He did it to Go , he did it to chess and now he is doing it in ‘StarCraft II’ . The artificial intelligence system AlphaStar developed by DeepMind played in December a tournament against two professional players of this video game and won almost all games.
He did it in somewhat special conditions, but still managed to crush them by 5 games to 0 and there was only one occasion in which one of those players managed to overcome a new version of AlphaStar that was still in development. Things are looking bad for the professionals of ‘StarCraf II’, a game that posed an important challenge to the engineers of DeepMind and that once again has been overcome with the so-called convolution neural network.
The difficulty of this video game was that the machine does not have all the information before making the move since in Starcraft II the map is unveiled as the units move forward. Intuition and trying to guess what the opponent is doing is very important, but even so the DeepMind AI has managed to offer an exceptional level.
This video summary offers only a few repetitions of the tournament that was held in December and that confronted AlphaStar with two professional human players, Grzegorz “MaNa” Komincz and Dario “TLO” Wünsch, from Team Liquid. The human players had confidence in managing to overcome the machine , but they found five consecutive defeats.
The conditions for the meeting were something special for human professionals. TLO normally plays with the Zerg race, but had to play with Protoss, the only one of the three races with which AlphaGo currently trains. He lost the five games and it was the turn of his partner, MaNa, who did play with Protoss and therefore seemed more prepared to compete on equal terms. It did not help, because AlphaStar also defeated him by five games to zero.
In these games AlphaStar demonstrated exceptional management of their units, removing them when they were damaged and replacing them with stronger units at the front of each battle. Minimized own damages and maximized the damage of the rivals, something that went beyond the relevance of the actions per minute (APM) that can be achieved in this game, and that in fact surprisingly were superior in the case of humans . The AlphaStar elections, simply, were better .
Human players faced a single artificial intelligence system, but in reality AlphaStar made use of five different agents that had been trained with different targets, which reveals that even that variation of the specific AI engine was superior with those variations.

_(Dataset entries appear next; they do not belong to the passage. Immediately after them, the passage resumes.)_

//! @acp:module "Accessibility Injection"
//! @acp:summary "Applies the project-wide accessibility strategy to an SVG root"
//! @acp:domain svg
//! @acp:layer service

use std::fmt;
use std::str::FromStr;

use serde::{Deserialize, Serialize};

use super::tree::Element;

/// Root attributes owned by the accessibility step
const A11Y_ATTRIBUTES: &[&str] = &["aria-hidden", "role", "aria-label"];

/// @acp:summary "How generated icons are exposed to assistive technology"
#[derive(Debug, Clone, Copy, PartialEq, Eq, Default, Serialize, Deserialize)]
#[serde(rename_all = "lowercase")]
pub enum A11yStrategy {
    /// `aria-hidden="true"`: decorative icons
    #[default]
    Hidden,
    /// `role="img"` with an `aria-label` derived from the component name
    Img,
    /// `role="presentation"`
    Presentation,
    /// Leave the root untouched
    None,
}

impl A11yStrategy {
    pub fn all() -> &'static [A11yStrategy] {
        &[
            A11yStrategy::Hidden,
            A11yStrategy::Img,
            A11yStrategy::Presentation,
            A11yStrategy::None,
        ]
    }

    pub fn as_str(&self) -> &'static str {
        match self {
            A11yStrategy::Hidden => "hidden",
            A11yStrategy::Img => "img",
            A11yStrategy::Presentation => "presentation",
            A11yStrategy::None => "none",
        }
    }
}

impl FromStr for A11yStrategy {
    type Err = String;

    fn from_str(s: &str) -> Result<Self, Self::Err> {
        match s.to_lowercase().as_str() {
            "hidden" => Ok(A11yStrategy::Hidden),
            "img" => Ok(A11yStrategy::Img),
            "presentation" => Ok(A11yStrategy::Presentation),
            "none" => Ok(A11yStrategy::None),
            _ => Err(format!(
                "Unknown a11y strategy: {}. Use hidden, img, presentation or none",
                s
            )),
        }
    }
}

impl fmt::Display for A11yStrategy {
    fn fmt(&self, f: &mut fmt::Formatter<'_>) -> fmt::Result {
        f.write_str(self.as_str())
    }
}

/// Apply `strategy` to `root`
///
/// Attributes the strategy sets are updated in place; the other accessibility
/// attributes are removed, so repeated application leaves the root unchanged.
pub fn apply(root: &mut Element, strategy: A11yStrategy, label: &str) {
    let wanted: Vec<(&str, &str)> = match strategy {
        A11yStrategy::Hidden => vec![("aria-hidden", "true")],
        A11yStrategy::Img => vec![("role", "img"), ("aria-label", label)],
        A11yStrategy::Presentation => vec![("role", "presentation")],
        A11yStrategy::None => Vec::new(),
    };

    for key in A11Y_ATTRIBUTES {
        if !wanted.iter().any(|(k, _)| k == key) {
            root.remove_attribute(key);
        }
    }
    for (key, value) in wanted {
        root.set_attribute(key, value);
    }
}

To train them the systems previously played the so-called “AlphaStar League”, a competition in which agents played again and again for a week and “absorbed” the equivalent of 200 years of games of StarCraft II between humans .
For Komincz the result was surprising: “I was impressed to see how AlphaStar made advanced moves and different strategies in all the games, using a very human way of playing that I did not expect, I realized how my way of playing depends on forcing the opponent to make mistakes and be able to take advantage of human reactions, so this has given a new perspective to the game for me.